Oh, the software is actually called SANE. I thought you were just making clear how bad Brother's drivers were.
Oh, yeah. lol. It's the Linux scanner framework. It has a network protocol that will talk to other SANE services and allow scanners to be shared.
My scan programs all go through SANE, so you don't need the Brother drivers on each PC you want to scan from (just the machine that is interfacing with the scanner; in my case, it's a Docker container on my server).
Learning I could do that was pretty life changing. lol
Maybe it depends on the model? I just set it up on one a laptop a couple weeks ago and it only took like 10 minutes.
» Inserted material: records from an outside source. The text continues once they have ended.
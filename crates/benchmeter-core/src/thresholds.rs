//! Threshold specifications and threshold files.
//!
//! A threshold file lives at `<root>/Thresholds/<Module>.<Benchmark>.p90.json`
//! and maps metric names to either a full [`ThresholdSpec`] or a bare integer,
//! the latter being an absolute bound on `p90`:
//!
//! ```json
//! {
//!   "mallocCountTotal": 1000,
//!   "wallClock": { "relative": { "p50": 5.0 }, "absolute": { "p99": 2000000 } }
//! }
//! ```

use crate::error::{BenchResult, BenchmarkError};
use crate::metric::MetricKind;
use crate::statistics::{Percentile, PercentileSet};
use serde::{Deserialize, Serialize};
use std::collections::BTreeMap;
use std::fs;
use std::io;
use std::path::{Path, PathBuf};
use tracing::debug;

/// Directory under the threshold root holding threshold files.
pub const THRESHOLDS_DIR: &str = "Thresholds";

/// Per-metric thresholds.
pub type Thresholds = BTreeMap<MetricKind, ThresholdSpec>;

/// Bounds for one metric.
///
/// `relative` holds the maximum allowed regression against the baseline in
/// percent, `absolute` the maximum allowed measured value.
#[derive(Debug, Clone, Default, PartialEq, Serialize, Deserialize)]
#[serde(deny_unknown_fields)]
pub struct ThresholdSpec {
    #[serde(default, skip_serializing_if = "BTreeMap::is_empty")]
    pub relative: BTreeMap<Percentile, f64>,
    #[serde(default, skip_serializing_if = "BTreeMap::is_empty")]
    pub absolute: BTreeMap<Percentile, u64>,
}

impl ThresholdSpec {
    /// No regression tolerated from `p25` to `p99`.
    pub fn strict() -> Self {
        Self::relative_only(&[
            (Percentile::P25, 0.0),
            (Percentile::P50, 0.0),
            (Percentile::P75, 0.0),
            (Percentile::P90, 0.0),
            (Percentile::P99, 0.0),
        ])
    }

    /// 5% on the interquartile percentiles.
    pub fn standard() -> Self {
        Self::relative_only(&[
            (Percentile::P25, 5.0),
            (Percentile::P50, 5.0),
            (Percentile::P75, 5.0),
        ])
    }

    /// 25% on the median.
    pub fn relaxed() -> Self {
        Self::relative_only(&[(Percentile::P50, 25.0)])
    }

    pub fn none() -> Self {
        Self::default()
    }

    fn relative_only(bounds: &[(Percentile, f64)]) -> Self {
        Self {
            relative: bounds.iter().copied().collect(),
            absolute: BTreeMap::new(),
        }
    }

    pub fn with_relative(mut self, percentile: Percentile, percent: f64) -> Self {
        self.relative.insert(percentile, percent);
        self
    }

    pub fn with_absolute(mut self, percentile: Percentile, max: u64) -> Self {
        self.absolute.insert(percentile, max);
        self
    }

    pub fn is_empty(&self) -> bool {
        self.relative.is_empty() && self.absolute.is_empty()
    }
}

#[derive(Deserialize)]
#[serde(untagged)]
enum ThresholdEntry {
    P90(u64),
    Spec(ThresholdSpec),
}

impl From<ThresholdEntry> for ThresholdSpec {
    fn from(entry: ThresholdEntry) -> Self {
        match entry {
            ThresholdEntry::P90(max) => ThresholdSpec::default().with_absolute(Percentile::P90, max),
            ThresholdEntry::Spec(spec) => spec,
        }
    }
}

/// Decode the content of a threshold file.
pub fn decode_thresholds(content: &str) -> Result<Thresholds, serde_json::Error> {
    let entries: BTreeMap<MetricKind, ThresholdEntry> = serde_json::from_str(content)?;
    Ok(entries
        .into_iter()
        .map(|(metric, entry)| (metric, entry.into()))
        .collect())
}

/// `<root>/Thresholds/<module>.<benchmark>.p90.json`
pub fn threshold_file_path(root: &Path, module: &str, benchmark: &str) -> PathBuf {
    root.join(THRESHOLDS_DIR).join(format!(
        "{}.{}.p90.json",
        path_safe(module),
        path_safe(benchmark)
    ))
}

fn path_safe(name: &str) -> String {
    name.replace(['/', '\\'], "_")
}

/// Load the thresholds of one benchmark. A missing file means no thresholds.
pub fn load_thresholds(root: &Path, module: &str, benchmark: &str) -> BenchResult<Thresholds> {
    load_thresholds_from(&threshold_file_path(root, module, benchmark))
}

pub fn load_thresholds_from(path: &Path) -> BenchResult<Thresholds> {
    let content = match fs::read_to_string(path) {
        Ok(content) => content,
        Err(e) if e.kind() == io::ErrorKind::NotFound => {
            debug!(path = %path.display(), "No threshold file");
            return Ok(Thresholds::new());
        }
        Err(source) => {
            return Err(BenchmarkError::Io {
                path: path.to_path_buf(),
                source,
            });
        }
    };
    decode_thresholds(&content).map_err(|source| BenchmarkError::ThresholdDecode {
        path: path.to_path_buf(),
        source,
    })
}

/// Write the measured `p90` of every metric as its absolute bound.
pub fn write_p90_thresholds(
    root: &Path,
    module: &str,
    benchmark: &str,
    percentiles: &BTreeMap<MetricKind, PercentileSet>,
) -> BenchResult<PathBuf> {
    let path = threshold_file_path(root, module, benchmark);
    if let Some(dir) = path.parent() {
        fs::create_dir_all(dir).map_err(|source| BenchmarkError::Io {
            path: dir.to_path_buf(),
            source,
        })?;
    }

    let p90: BTreeMap<MetricKind, u64> = percentiles
        .iter()
        .map(|(metric, set)| (*metric, set.get(Percentile::P90)))
        .collect();
    let content = serde_json::to_string_pretty(&p90)
        .map_err(|e| BenchmarkError::Configuration(format!("Failed to encode thresholds: {}", e)))?;
    fs::write(&path, content).map_err(|source| BenchmarkError::Io {
        path: path.clone(),
        source,
    })?;

    debug!(path = %path.display(), metrics = p90.len(), "Wrote p90 thresholds");
    Ok(path)
}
I guess it was easy, just not well documented (at the time, anyway).
Could you point me towards instructions on how to do that?
Pretty sure I just followed this:
https://help.ubuntu.com/community/SaneDaemonTutorial
Thank you!
Did the same thing for mine. I've got one with ADF scanning, but it's only one-sided. So I simply wrote some script on my scan server that merges the current scan with the last scan if they have the same amount of pages and now I can easily scan stacks of paper with both sides. After that it goes through some compression and off to my NAS. Ah, love my pipeline, so glad how simple the printer's Linux drivers made it.
That's awesome! I'd love to expand mine to do more like that, but the model I have doesn't have the ADF so it's kind of pointless.